Los humanos y la vida vegetal crecen por diferentes medios y mecanismos. Somos animales, y nuestros cuerpos se conciben en su mayoría enteros en el útero, tambaleándose al principio y al final. Pero nuestras mentes son más arbóreas, echando brotes verdes tiernos al hielo y al viento. Al algunos brotes duran, muchos no lo hacen. Algunas emociones son frágiles y espinosas, otras están cubiertas por un caparazón de corteza vieja.
Los dos árboles en el paisaje fluvial comparten una ilusión común. Tienen todo lo que necesitan para prosperar: tierra abierta, sol, agua en la distancia. A diferencia de los edificios de los paisajes urbanos de Schiele, no están amontonados ni luchan contra la invasión de las malas hierbas o el borde del bosque.
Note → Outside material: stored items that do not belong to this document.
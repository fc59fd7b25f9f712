use crate::import::StageReport;
use crate::models::SyncRun;
use chrono::{DateTime, NaiveDate, NaiveTime, Utc};
use serde::{Deserialize, Serialize};
use service_core::error::AppError;
use uuid::Uuid;
use validator::Validate;

#[derive(Debug, Default, Deserialize, Validate)]
#[serde(rename_all = "camelCase")]
pub struct SyncRequest {
    #[serde(default)]
    pub fetch_all: bool,
    pub start_date: Option<String>,
    pub end_date: Option<String>,
    #[serde(default)]
    pub cleanup_stale: bool,
    #[serde(default)]
    pub force_cancel: bool,
    #[validate(range(min = 1, message = "page starts at 1"))]
    pub page: Option<u32>,
    pub sync_run_id: Option<Uuid>,
    /// Set by callers re-triggering a run that reported `hasMore`; the
    /// source's `continuing` run is resumed instead of answering 409.
    #[serde(default)]
    pub continuation: bool,
}

#[derive(Debug, Serialize)]
#[serde(rename_all = "camelCase")]
pub struct SyncResponse {
    pub success: bool,
    pub status: String,
    #[serde(skip_serializing_if = "Option::is_none")]
    pub sync_run_id: Option<Uuid>,
    pub total_fetched: i64,
    pub total_inserted: i64,
    pub total_skipped: i64,
    pub has_more: bool,
    pub duration_ms: u64,
    #[serde(skip_serializing_if = "Option::is_none")]
    pub error: Option<String>,
}

impl SyncResponse {
    pub fn from_run(run: &SyncRun, status: &str, has_more: bool, duration_ms: u64) -> Self {
        Self {
            success: status != "failed",
            status: status.to_string(),
            sync_run_id: Some(run.id),
            total_fetched: run.total_fetched,
            total_inserted: run.total_inserted,
            total_skipped: run.total_skipped,
            has_more,
            duration_ms,
            error: run.error_message.clone(),
        }
    }
}

#[derive(Debug, Serialize)]
#[serde(rename_all = "camelCase")]
pub struct CancelResponse {
    pub success: bool,
    pub status: &'static str,
    pub cancelled: usize,
    pub sync_run_ids: Vec<Uuid>,
}

#[derive(Debug, Serialize)]
#[serde(rename_all = "camelCase")]
pub struct ConflictResponse {
    pub success: bool,
    pub error: String,
    pub existing_sync_id: Uuid,
}

#[derive(Debug, Deserialize)]
pub struct PauseRequest {
    pub paused: bool,
}

#[derive(Debug, Serialize)]
pub struct PauseResponse {
    pub source: String,
    pub paused: bool,
}

#[derive(Debug, Deserialize, Validate)]
#[serde(rename_all = "camelCase")]
pub struct ImportCsvRequest {
    #[validate(length(min = 1, message = "csvText cannot be empty"))]
    pub csv_text: String,
    pub csv_type: Option<String>,
    pub filename: Option<String>,
    pub import_id: Option<Uuid>,
    pub is_final_chunk: Option<bool>,
}

#[derive(Debug, Serialize)]
#[serde(rename_all = "camelCase")]
pub struct ImportCsvResponse {
    pub ok: bool,
    pub import_id: Uuid,
    pub staged: u64,
    pub skipped: u64,
    pub errors: u64,
    pub phase: &'static str,
    pub merge_started: bool,
}

impl ImportCsvResponse {
    pub fn new(report: &StageReport, merge_started: bool) -> Self {
        Self {
            ok: true,
            import_id: report.import_id,
            staged: report.staged,
            skipped: report.skipped,
            errors: report.errors,
            phase: "staged",
            merge_started,
        }
    }
}

#[derive(Debug, Serialize)]
#[serde(rename_all = "camelCase")]
pub struct MergeTriggerResponse {
    pub import_id: Uuid,
    pub merge_started: bool,
}

/// Parse `YYYY-MM-DD` or RFC 3339. Bare dates cover the whole day, so an
/// end date means 23:59:59 of that day.
pub fn parse_request_date(raw: &str, end_of_day: bool) -> Result<DateTime<Utc>, AppError> {
    let raw = raw.trim();
    if let Ok(date) = NaiveDate::parse_from_str(raw, "%Y-%m-%d") {
        let time = if end_of_day {
            NaiveTime::from_hms_opt(23, 59, 59)
        } else {
            NaiveTime::from_hms_opt(0, 0, 0)
        }
        .unwrap_or_default();
        return Ok(date.and_time(time).and_utc());
    }
    DateTime::parse_from_rfc3339(raw)
        .map(|dt| dt.with_timezone(&Utc))
        .map_err(|_| AppError::BadRequest(anyhow::anyhow!("invalid date '{}'", raw)))
}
Pero parecen completamente miserables, como muchos jóvenes que viven con aislamiento y deseo.
Una fotografía de 1918, de Schiele en su lecho de muerte, pone esto en perspectiva. No se puede ver su obra sin querer saber cómo se habría visto en 1928, o 1968. Fue un artista extraordinario con al menos algunas revoluciones en él, revoluciones que nunca llegaron. Nunca envejeció, sin embargo, siempre fue viejo, o quizás no vivió lo suficiente para ser joven.